Psychologists in Independent Practice

Psychodynamic Diagnostic Manual

By Alliance of Psychoanalytic Organizations

— Reviewed by Paul L. Fazekas

Undoubtedly, I am dating myself by informing you that I still have in my possession a personal copy of the DSM II, published in 1968. It is a whopping total of 133 pgs, of which only 56 are devoted to the manual itself; the rest deals with the ICD-8 (yes 8, not 9). Therefore, like many of you, I was rather pleased when the 800 pg. gorilla DSM III first made its appearance in 1980. We now had a much more descriptive and behavioral system for the diagnoses of mental disorders, as well as significant input from psychology and social work in its development. Unfortunately, the DSM approach is based on symptoms and surface phenomena, and, for this writer anyway, just a skeleton of the possibilities that can be utilized for the diagnosis of human mental disorders. Enter the Psychodynamic Diagnostic Manual (PDM) in 2006, which promises to complement, not replace, the DSM IV-R, and flesh out the richness in the diagnostic categories found in clinical settings. A true collaborative undertaking, the PDM was the work of an interdisciplinary task force representing psychodynamically oriented clinicians from the fields of psychiatry, psychology and social work.

“Although the PDM is unabashedly psychodynamic, it’s insights can be appreciated by all practitioners.”

Like the DSM-IV-R, the PDM is also a sizeable manual numbering over 800 pgs. It is divided into three major sections. Part I deals with Adult Mental Health Disorders and classifies individuals on three different dimensions. The first, Personality Patterns and Disorders (P Axis), is based on individual functioning on a continuum of healthy to disordered functioning and manner in which he/she organizes and engages the world. The second, Mental Functioning (M Axis) provides a more “microscopic” view of the individual’s inner resources, e.g., information processing, self-regulation, capacity for relationships, defense mechanisms and coping strategies. The third diagnostic dimension, Manifest Symptoms and Concerns (S Axis) reviews the specific behavioral descriptors of the DSM-IV-TR categories and presents them from the personal experience of the patient’s current struggle. I especially appreciated the inclusion of three comprehensive case histories integrating the PDM approach to diagnosis.

Part II addresses Child and Adolescent mental health disorders along similar three axis diagnostic categories. For clinicians like myself, who are also engaged in a pediatric practice, this is a most welcomed addition. There’s even a separate area dedicated to infancy and early childhood, an age group sorely underrepresented in the DSM-IV-R, and is presented within the context of a strong neurodevelopment framework. This section also has includes some illuminating case illustrations for the reader.

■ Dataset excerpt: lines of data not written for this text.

use std::path::Path;
use std::sync::Arc;

use serde::{Deserialize, Serialize};
use tracing::{debug, info};

use crate::chunking::{ChunkConfig, chunk_transcript};
use crate::error::{IndexingError, RetrievalQueryError};
use crate::index::{IndexConfig, VectorIndex, build_index};
use crate::llm::{ANSWER_SYSTEM_PROMPT, Embedder, Generator, build_answer_prompt};
use crate::models::NormalizedTranscript;
use crate::retrieval::{RetrievedChunk, RetrieverConfig, retrieve, retrieve_expanded};

/// One completed question/answer exchange
#[derive(Debug, Clone, PartialEq, Eq, Serialize, Deserialize)]
pub struct ChatTurn {
    pub question: String,
    pub answer: String,
}

/// Append-only question/answer history for one chat session.
///
/// Serves both as memory fed into later prompts and as a display log.
/// Turns are only recorded for successful answers, so a failed turn never
/// leaves a partial entry behind.
#[derive(Debug, Clone, Serialize, Deserialize)]
pub struct ConversationState {
    pub session_id: String,
    turns: Vec<ChatTurn>,
}

impl ConversationState {
    pub fn new() -> Self {
        Self {
            session_id: uuid::Uuid::new_v4().to_string(),
            turns: Vec::new(),
        }
    }

    pub fn turns(&self) -> &[ChatTurn] {
        &self.turns
    }

    pub fn len(&self) -> usize {
        self.turns.len()
    }

    pub fn is_empty(&self) -> bool {
        self.turns.is_empty()
    }

    /// The most recent `n` turns, oldest first
    pub fn recent(&self, n: usize) -> &[ChatTurn] {
        let start = self.turns.len().saturating_sub(n);
        &self.turns[start..]
    }

    fn record(&mut self, question: &str, answer: &str) {
        self.turns.push(ChatTurn {
            question: question.to_string(),
            answer: answer.to_string(),
        });
    }
}

impl Default for ConversationState {
    fn default() -> Self {
        Self::new()
    }
}

/// Configuration for a chat session
#[derive(Debug, Clone)]
pub struct ChatConfig {
    pub chunking: ChunkConfig,
    pub indexing: IndexConfig,
    pub retriever: RetrieverConfig,
    /// Prompt history window: only this many of the most recent turns are
    /// fed into each prompt. The full history is still kept for display.
    pub max_history_turns: usize,
}

impl Default for ChatConfig {
    fn default() -> Self {
        Self {
            chunking: ChunkConfig::default(),
            indexing: IndexConfig::default(),
            retriever: RetrieverConfig::default(),
            max_history_turns: 50,
        }
    }
}

/// A generated answer with the chunks used as evidence
#[derive(Debug, Clone)]
pub struct Answer {
    pub text: String,
    pub sources: Vec<RetrievedChunk>,
}

/// One transcript's question-answering session.
///
/// A session only exists once its index has been built, so `ask` is never
/// reachable in an unindexed state. `ask` takes `&mut self`, which
/// serializes conversation appends.
pub struct ChatSession {
    index: VectorIndex,
    conversation: ConversationState,
    embedder: Arc<dyn Embedder>,
    generator: Arc<dyn Generator>,
    config: ChatConfig,
}

impl ChatSession {
    /// Chunk the transcript, build its index, and start a fresh
    /// conversation. The whole call is retryable on `IndexingError`.
    pub async fn initialize(
        document_id: &str,
        transcript: &NormalizedTranscript,
        embedder: Arc<dyn Embedder>,
        generator: Arc<dyn Generator>,
        config: ChatConfig,
    ) -> Result<Self, IndexingError> {
        let chunks = chunk_transcript(transcript, &config.chunking);
        info!(
            "Chunked transcript into {} chunks ({} speakers)",
            chunks.len(),
            transcript.speaker_order.len()
        );

        let index = build_index(document_id, chunks, embedder.as_ref(), &config.indexing).await?;

        Ok(Self {
            index,
            conversation: ConversationState::new(),
            embedder,
            generator,
            config,
        })
    }

    /// Resume a session over a previously persisted index
    pub fn from_index(
        index: VectorIndex,
        embedder: Arc<dyn Embedder>,
        generator: Arc<dyn Generator>,
        config: ChatConfig,
    ) -> Self {
        Self {
            index,
            conversation: ConversationState::new(),
            embedder,
            generator,
            config,
        }
    }

    /// Answer one question against the indexed transcript.
    ///
    /// Retrieves evidence chunks, assembles the prompt with recent history,
    /// and invokes the generator once. The turn is appended to the
    /// conversation only on success; any capability failure surfaces as a
    /// `RetrievalQueryError` and leaves the history untouched. An empty
    /// retrieval is not a failure: the prompt tells the generator nothing
    /// transcript-grounded was found.
    pub async fn ask(&mut self, question: &str) -> Result<Answer, RetrievalQueryError> {
        let retrieved = if self.config.retriever.expand_queries {
            retrieve_expanded(
                &self.index,
                self.embedder.as_ref(),
                self.generator.as_ref(),
                question,
                &self.config.retriever,
            )
            .await?
        } else {
            retrieve(
                &self.index,
                self.embedder.as_ref(),
                question,
                &self.config.retriever,
            )
            .await?
        };
        debug!("Retrieved {} chunks for question", retrieved.len());

        let history = self.conversation.recent(self.config.max_history_turns);
        let prompt = build_answer_prompt(&retrieved, history, question);

        let text = self
            .generator
            .generate(ANSWER_SYSTEM_PROMPT, &prompt)
            .await
            .map_err(|e| {
                if e.is_timeout() {
                    RetrievalQueryError::Timeout {
                        stage: "answer generation",
                    }
                } else {
                    RetrievalQueryError::Generation(e)
                }
            })?;

        self.conversation.record(question, &text);

        Ok(Answer {
            text,
            sources: retrieved,
        })
    }

    pub fn conversation(&self) -> &ConversationState {
        &self.conversation
    }

    pub fn index(&self) -> &VectorIndex {
        &self.index
    }

    /// Persist the session's index, overwriting any prior index for the
    /// same document id.
    pub fn save_index(&self, dir: &Path) -> Result<(), IndexingError> {
        self.index.save(dir)
    }
}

Finally Part III, is entitled Conceptual and Research Foundations for a Psychodynamically Based Classification System for Mental Health Disorders. These remaining 400 pgs provide an excellent overview of the history, relevance, and research of different aspects of psychodynamic psychology.
Although the PDM is unabashedly psychodynamic, its richness of clinical insights can be appreciated by practitioners representing a variety of theoretical orientations, as it remains faithful to the biopsychsocial approach to understanding human mental functioning. It will prove invaluable not only to clinicians, but also to those involved in the teaching of our craft. My highest recommendation that you obtain this book for your personal library.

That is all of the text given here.